Records from a data collection:
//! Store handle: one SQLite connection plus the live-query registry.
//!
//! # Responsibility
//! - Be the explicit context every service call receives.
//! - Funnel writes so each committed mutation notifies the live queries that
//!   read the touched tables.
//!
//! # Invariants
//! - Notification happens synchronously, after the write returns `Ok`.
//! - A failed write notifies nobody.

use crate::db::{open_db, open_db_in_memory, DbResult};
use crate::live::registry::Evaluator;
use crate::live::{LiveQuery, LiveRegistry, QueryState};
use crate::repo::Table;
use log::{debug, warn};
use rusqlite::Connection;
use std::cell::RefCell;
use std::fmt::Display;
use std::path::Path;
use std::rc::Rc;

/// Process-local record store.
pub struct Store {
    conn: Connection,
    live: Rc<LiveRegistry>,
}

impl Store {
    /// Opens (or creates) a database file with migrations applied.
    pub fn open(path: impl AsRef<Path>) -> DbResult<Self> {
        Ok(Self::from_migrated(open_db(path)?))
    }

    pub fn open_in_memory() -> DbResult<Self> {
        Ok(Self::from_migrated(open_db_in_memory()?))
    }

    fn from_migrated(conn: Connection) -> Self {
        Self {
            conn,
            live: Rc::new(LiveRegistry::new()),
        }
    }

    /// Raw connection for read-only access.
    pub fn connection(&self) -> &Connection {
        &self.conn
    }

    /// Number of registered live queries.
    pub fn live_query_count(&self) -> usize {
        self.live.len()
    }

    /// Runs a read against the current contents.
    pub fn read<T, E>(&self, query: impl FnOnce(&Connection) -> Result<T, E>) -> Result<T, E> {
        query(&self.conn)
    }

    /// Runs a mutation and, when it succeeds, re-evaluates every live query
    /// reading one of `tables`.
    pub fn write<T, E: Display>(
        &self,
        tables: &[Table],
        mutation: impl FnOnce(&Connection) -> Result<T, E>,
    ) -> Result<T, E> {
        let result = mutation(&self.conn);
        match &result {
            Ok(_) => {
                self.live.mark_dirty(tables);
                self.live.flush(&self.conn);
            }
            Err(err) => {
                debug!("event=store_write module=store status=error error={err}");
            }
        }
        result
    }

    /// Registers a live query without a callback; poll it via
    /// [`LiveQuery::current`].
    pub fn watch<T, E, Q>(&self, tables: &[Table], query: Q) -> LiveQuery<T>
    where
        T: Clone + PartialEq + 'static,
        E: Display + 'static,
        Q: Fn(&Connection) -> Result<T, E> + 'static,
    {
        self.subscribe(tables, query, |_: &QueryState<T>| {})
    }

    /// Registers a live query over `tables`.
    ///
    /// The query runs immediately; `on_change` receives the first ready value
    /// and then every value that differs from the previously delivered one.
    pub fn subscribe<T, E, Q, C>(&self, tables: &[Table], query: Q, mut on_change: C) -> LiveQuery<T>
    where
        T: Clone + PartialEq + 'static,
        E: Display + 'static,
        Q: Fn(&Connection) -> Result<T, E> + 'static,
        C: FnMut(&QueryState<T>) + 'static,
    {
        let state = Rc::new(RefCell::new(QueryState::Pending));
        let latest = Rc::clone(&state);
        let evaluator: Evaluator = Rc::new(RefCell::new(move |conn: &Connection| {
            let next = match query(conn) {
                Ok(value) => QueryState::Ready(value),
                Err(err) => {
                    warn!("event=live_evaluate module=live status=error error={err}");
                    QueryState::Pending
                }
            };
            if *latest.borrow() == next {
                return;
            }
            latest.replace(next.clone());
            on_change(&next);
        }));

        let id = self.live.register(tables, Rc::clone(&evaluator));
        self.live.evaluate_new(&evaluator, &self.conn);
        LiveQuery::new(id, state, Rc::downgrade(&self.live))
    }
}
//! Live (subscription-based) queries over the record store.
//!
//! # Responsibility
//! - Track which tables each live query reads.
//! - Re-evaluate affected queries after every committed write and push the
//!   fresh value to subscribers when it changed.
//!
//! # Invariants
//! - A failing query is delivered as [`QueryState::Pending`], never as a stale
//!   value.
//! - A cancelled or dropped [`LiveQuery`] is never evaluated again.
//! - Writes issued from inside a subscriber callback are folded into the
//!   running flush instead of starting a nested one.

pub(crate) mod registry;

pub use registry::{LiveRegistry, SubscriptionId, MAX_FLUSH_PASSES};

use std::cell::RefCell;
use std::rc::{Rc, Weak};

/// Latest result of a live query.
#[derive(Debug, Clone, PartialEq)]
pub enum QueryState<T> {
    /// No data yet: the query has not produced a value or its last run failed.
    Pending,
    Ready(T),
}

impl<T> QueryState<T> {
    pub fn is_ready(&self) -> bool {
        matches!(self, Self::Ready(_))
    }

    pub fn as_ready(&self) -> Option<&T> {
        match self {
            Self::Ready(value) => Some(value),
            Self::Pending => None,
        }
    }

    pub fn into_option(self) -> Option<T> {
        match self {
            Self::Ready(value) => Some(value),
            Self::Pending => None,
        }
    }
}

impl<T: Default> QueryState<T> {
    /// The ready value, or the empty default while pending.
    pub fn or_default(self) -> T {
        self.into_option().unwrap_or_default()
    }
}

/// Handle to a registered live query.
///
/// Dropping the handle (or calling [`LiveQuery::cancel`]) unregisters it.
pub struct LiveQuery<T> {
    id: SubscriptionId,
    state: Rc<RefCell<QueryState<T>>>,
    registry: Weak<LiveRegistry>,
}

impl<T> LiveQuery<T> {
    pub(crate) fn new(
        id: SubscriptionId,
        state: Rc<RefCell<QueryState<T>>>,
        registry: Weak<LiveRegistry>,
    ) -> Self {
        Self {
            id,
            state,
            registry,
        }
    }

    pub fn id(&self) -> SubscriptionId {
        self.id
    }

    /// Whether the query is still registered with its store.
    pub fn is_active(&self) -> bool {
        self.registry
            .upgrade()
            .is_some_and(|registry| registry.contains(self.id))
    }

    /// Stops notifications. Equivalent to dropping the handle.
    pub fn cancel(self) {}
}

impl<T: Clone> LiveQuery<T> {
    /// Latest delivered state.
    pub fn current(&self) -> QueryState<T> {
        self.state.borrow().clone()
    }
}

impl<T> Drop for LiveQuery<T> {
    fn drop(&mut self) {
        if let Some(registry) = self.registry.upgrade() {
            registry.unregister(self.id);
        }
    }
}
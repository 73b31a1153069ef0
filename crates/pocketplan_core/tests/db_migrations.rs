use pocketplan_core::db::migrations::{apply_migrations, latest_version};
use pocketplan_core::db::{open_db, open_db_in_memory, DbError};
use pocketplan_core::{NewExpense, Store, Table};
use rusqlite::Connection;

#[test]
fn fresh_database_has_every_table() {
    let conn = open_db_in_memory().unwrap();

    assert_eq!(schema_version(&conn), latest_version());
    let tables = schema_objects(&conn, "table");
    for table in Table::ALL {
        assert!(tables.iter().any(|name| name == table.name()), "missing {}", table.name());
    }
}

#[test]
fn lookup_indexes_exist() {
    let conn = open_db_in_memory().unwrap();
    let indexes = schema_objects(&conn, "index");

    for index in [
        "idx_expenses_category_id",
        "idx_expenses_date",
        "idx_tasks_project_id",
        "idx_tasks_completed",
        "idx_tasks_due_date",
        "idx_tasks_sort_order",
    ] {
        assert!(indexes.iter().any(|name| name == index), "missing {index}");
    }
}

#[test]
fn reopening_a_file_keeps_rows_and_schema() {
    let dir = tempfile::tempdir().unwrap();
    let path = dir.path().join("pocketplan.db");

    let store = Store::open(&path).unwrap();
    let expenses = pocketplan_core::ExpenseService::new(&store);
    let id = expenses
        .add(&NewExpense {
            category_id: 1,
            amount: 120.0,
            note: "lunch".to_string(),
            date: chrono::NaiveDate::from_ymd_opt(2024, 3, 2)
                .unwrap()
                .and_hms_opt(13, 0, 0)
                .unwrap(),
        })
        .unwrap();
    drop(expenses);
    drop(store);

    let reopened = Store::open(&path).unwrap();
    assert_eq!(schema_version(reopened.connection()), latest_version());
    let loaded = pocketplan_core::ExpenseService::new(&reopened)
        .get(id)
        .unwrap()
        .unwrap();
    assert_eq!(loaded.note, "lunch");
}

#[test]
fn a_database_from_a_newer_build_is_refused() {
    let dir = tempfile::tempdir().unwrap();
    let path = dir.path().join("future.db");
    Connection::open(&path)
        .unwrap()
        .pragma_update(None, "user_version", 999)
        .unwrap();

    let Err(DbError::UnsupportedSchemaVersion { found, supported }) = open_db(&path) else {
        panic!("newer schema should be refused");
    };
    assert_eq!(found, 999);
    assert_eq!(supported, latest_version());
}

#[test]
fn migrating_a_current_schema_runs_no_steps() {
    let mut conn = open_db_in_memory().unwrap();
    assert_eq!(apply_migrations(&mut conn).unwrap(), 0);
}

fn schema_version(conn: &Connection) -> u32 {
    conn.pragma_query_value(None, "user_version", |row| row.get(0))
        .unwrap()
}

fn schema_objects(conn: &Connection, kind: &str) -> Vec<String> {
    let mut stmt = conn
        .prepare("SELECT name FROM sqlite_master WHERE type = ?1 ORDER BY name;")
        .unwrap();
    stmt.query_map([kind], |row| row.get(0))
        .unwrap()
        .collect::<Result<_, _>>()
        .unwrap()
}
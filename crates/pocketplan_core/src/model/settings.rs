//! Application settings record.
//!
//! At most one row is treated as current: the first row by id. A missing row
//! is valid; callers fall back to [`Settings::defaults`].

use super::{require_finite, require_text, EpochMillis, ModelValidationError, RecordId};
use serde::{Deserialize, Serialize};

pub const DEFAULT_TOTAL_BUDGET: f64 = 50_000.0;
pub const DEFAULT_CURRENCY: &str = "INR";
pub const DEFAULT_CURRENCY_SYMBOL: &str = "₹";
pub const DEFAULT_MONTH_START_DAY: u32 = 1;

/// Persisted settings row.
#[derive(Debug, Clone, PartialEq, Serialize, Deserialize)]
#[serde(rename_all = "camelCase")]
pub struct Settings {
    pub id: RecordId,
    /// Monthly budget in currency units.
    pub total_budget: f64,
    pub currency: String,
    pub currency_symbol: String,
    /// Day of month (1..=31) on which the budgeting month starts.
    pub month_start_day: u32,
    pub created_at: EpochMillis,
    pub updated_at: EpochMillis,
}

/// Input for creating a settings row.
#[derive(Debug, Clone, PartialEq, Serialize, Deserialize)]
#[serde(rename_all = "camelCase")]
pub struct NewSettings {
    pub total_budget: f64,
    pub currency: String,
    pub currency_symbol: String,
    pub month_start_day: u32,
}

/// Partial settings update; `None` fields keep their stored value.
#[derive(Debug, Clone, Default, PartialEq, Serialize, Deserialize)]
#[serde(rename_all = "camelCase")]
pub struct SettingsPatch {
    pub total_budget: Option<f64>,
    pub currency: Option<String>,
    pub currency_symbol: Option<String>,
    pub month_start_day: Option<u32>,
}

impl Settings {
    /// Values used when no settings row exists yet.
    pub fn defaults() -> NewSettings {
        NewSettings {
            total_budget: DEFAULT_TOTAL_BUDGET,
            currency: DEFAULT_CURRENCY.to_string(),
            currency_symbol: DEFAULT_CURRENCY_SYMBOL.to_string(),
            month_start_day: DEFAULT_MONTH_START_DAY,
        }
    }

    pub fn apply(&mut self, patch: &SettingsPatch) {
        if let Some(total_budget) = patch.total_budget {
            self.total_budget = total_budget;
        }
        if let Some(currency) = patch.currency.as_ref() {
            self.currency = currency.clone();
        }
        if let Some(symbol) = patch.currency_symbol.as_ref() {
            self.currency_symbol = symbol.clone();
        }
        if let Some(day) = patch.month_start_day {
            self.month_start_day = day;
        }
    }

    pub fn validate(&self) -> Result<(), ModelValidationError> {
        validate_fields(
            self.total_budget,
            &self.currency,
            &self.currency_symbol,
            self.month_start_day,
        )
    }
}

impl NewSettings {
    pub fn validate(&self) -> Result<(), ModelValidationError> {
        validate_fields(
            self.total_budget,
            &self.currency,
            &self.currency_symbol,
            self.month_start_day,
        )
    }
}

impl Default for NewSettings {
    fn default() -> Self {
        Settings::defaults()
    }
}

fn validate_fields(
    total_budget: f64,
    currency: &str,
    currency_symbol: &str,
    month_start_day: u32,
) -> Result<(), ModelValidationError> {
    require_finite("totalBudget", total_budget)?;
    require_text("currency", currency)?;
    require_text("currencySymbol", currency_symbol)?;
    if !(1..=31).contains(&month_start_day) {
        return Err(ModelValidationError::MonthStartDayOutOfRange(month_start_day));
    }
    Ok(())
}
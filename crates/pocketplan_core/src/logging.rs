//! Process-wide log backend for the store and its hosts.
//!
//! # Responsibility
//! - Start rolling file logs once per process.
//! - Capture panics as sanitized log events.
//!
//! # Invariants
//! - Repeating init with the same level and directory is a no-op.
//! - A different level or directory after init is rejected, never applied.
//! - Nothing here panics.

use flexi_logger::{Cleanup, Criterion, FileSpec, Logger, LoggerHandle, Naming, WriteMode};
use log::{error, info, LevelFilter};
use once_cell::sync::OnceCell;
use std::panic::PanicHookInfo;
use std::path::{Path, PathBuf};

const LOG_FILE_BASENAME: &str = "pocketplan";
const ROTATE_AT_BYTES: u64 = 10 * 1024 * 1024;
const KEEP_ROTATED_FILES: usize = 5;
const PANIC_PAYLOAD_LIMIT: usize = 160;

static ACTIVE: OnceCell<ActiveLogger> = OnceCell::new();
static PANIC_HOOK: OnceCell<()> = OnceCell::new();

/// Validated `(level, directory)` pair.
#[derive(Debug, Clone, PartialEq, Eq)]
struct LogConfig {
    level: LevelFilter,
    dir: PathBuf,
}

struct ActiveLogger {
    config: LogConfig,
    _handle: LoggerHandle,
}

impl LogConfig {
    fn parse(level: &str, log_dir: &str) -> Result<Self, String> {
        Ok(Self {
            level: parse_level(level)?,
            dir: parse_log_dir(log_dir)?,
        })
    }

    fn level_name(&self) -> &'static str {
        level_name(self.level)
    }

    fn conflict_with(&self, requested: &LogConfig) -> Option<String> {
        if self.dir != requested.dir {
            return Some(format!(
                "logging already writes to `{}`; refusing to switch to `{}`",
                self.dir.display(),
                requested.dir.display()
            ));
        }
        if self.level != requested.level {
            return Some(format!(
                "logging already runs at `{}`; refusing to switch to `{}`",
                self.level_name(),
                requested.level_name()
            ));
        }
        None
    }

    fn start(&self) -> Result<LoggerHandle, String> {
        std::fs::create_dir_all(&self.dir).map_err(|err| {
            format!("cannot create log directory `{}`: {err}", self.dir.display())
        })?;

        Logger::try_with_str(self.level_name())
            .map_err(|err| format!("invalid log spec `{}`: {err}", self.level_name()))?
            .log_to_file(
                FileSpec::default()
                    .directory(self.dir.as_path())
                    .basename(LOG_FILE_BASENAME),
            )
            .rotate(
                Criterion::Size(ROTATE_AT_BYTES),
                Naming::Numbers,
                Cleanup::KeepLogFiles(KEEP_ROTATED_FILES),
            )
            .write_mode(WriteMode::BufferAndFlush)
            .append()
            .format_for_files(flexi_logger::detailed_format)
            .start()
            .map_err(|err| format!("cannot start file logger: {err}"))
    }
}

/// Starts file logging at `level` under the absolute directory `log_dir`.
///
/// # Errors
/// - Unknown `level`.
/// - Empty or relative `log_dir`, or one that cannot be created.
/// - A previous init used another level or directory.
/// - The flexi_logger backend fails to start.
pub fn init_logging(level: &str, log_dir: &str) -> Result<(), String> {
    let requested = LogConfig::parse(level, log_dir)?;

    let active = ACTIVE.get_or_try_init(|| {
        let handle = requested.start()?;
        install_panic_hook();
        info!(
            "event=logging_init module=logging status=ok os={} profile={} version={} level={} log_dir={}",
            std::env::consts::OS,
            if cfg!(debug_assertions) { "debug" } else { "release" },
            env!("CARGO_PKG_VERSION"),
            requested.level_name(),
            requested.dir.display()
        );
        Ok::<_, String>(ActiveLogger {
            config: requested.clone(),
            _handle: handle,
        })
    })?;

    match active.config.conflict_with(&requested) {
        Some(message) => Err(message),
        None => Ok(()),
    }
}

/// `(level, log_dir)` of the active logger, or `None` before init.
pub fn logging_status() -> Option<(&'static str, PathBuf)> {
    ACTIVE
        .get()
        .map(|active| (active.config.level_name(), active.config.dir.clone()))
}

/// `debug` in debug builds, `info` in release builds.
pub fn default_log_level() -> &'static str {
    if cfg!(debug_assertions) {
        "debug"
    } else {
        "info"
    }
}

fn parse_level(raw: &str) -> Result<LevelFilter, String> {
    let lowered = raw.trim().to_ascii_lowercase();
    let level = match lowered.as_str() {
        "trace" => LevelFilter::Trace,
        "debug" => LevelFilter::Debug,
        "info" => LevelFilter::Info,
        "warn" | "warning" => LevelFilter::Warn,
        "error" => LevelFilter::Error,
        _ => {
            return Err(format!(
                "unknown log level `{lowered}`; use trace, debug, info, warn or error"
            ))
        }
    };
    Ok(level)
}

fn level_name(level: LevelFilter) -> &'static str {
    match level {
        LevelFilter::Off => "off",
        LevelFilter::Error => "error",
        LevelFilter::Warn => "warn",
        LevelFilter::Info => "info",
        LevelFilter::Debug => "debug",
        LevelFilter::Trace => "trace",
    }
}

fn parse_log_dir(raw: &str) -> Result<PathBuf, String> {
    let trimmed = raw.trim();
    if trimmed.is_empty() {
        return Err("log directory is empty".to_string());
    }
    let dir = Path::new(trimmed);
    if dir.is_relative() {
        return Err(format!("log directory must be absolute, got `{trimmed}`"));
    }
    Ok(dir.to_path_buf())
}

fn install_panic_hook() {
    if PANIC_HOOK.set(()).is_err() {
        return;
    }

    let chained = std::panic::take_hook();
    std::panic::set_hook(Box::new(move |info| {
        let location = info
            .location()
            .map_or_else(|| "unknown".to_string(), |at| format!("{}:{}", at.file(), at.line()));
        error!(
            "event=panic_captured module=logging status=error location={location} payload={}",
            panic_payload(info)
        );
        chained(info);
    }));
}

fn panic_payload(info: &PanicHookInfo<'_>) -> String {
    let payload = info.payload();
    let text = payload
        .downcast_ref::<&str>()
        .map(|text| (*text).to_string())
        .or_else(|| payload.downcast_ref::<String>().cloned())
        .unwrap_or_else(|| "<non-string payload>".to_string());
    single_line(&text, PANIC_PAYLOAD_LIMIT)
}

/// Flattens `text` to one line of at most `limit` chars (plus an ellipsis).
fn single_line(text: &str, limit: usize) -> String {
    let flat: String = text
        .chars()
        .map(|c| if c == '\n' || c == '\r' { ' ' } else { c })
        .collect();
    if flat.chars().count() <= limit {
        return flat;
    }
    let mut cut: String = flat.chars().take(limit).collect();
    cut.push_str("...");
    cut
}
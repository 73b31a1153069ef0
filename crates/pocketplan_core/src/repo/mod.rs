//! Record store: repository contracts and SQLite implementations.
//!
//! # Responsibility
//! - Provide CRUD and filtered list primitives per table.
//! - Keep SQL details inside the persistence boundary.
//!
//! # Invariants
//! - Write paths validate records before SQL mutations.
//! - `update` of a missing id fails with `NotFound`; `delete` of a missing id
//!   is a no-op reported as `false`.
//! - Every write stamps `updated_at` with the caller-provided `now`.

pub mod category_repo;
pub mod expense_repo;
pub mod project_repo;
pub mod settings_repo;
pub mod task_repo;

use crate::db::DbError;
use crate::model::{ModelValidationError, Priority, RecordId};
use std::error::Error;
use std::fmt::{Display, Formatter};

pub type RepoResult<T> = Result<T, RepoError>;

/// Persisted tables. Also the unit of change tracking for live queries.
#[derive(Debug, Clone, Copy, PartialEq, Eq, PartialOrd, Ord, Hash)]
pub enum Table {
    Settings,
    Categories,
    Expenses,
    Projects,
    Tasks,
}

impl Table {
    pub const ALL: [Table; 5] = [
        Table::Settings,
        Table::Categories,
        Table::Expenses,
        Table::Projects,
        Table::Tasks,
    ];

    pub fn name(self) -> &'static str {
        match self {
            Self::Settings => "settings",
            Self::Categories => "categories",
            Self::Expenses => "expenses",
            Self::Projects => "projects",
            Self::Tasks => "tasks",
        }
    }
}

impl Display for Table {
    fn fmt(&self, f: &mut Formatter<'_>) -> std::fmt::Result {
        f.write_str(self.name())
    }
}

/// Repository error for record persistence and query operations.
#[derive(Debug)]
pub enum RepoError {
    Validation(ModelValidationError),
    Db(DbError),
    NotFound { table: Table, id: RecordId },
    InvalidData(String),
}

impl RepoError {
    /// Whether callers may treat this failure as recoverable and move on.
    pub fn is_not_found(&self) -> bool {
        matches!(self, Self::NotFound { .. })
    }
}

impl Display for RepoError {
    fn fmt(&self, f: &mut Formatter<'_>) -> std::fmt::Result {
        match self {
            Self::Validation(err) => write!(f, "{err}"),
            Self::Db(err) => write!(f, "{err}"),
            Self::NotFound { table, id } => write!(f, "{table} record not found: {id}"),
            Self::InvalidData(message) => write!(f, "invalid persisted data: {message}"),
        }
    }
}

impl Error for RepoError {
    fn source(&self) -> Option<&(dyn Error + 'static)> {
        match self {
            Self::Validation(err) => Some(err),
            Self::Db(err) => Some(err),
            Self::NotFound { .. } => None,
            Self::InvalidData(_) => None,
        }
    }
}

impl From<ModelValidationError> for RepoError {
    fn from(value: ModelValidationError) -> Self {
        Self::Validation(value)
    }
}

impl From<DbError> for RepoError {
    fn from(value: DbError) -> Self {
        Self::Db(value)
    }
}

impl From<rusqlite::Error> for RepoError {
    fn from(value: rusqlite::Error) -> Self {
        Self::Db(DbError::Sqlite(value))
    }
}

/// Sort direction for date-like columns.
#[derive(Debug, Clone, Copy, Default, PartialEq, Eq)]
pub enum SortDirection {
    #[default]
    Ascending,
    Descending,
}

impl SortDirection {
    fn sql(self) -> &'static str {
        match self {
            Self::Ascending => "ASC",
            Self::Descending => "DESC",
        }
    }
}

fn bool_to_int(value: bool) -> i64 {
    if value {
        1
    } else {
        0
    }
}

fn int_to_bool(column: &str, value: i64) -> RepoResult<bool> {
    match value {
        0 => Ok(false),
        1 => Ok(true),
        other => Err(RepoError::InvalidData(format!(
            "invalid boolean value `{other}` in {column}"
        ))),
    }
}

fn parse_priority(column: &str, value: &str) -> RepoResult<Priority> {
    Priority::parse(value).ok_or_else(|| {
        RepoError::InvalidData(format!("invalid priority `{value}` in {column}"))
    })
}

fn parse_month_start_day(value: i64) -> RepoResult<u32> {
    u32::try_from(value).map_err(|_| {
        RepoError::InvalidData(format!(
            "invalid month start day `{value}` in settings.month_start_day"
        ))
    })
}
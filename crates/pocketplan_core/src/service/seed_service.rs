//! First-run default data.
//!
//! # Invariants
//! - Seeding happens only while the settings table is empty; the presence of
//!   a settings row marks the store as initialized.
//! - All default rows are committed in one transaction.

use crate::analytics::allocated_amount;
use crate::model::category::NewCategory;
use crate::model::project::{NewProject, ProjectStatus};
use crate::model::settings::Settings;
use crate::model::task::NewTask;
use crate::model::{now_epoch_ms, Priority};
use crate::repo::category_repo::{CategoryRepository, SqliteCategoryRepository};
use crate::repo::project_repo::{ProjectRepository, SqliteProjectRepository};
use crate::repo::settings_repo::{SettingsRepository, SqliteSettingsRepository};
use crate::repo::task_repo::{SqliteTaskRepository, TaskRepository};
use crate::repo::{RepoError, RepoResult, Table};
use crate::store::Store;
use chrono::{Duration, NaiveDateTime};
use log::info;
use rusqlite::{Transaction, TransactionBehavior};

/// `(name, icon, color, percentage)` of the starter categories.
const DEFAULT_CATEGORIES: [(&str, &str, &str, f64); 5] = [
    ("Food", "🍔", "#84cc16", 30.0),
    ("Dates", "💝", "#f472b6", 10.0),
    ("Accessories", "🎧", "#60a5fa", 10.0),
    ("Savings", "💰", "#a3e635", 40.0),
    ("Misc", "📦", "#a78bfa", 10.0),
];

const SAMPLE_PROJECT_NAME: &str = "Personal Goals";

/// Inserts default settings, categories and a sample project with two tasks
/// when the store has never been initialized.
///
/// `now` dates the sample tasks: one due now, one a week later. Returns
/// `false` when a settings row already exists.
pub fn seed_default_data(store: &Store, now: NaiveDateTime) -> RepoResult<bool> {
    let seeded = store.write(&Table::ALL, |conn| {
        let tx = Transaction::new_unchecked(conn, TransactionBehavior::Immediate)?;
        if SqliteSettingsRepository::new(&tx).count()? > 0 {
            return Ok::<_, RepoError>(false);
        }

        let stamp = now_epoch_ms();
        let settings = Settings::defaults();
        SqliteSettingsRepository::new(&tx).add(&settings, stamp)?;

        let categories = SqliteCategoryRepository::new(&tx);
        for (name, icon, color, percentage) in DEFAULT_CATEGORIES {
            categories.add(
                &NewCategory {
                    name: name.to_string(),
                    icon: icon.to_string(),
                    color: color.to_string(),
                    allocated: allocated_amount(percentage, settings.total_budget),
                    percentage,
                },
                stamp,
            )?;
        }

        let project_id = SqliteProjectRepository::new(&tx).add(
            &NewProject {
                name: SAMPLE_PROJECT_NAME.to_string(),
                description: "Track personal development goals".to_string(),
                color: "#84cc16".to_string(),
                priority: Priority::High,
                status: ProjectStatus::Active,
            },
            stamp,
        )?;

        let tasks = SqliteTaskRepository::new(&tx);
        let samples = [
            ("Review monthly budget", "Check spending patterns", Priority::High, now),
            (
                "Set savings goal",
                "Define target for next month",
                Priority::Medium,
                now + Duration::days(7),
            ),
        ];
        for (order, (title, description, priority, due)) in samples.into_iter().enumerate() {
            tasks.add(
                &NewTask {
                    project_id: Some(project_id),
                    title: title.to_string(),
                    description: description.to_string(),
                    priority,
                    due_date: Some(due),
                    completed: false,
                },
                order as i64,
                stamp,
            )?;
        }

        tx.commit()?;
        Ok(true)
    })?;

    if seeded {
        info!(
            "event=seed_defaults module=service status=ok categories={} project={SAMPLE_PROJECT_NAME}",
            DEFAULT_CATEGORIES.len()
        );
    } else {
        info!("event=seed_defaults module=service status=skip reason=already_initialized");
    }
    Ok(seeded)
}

▶ **Work item**
Find the lines above that contain "crates" and report their number, without comment.

▶ **Completed task**
5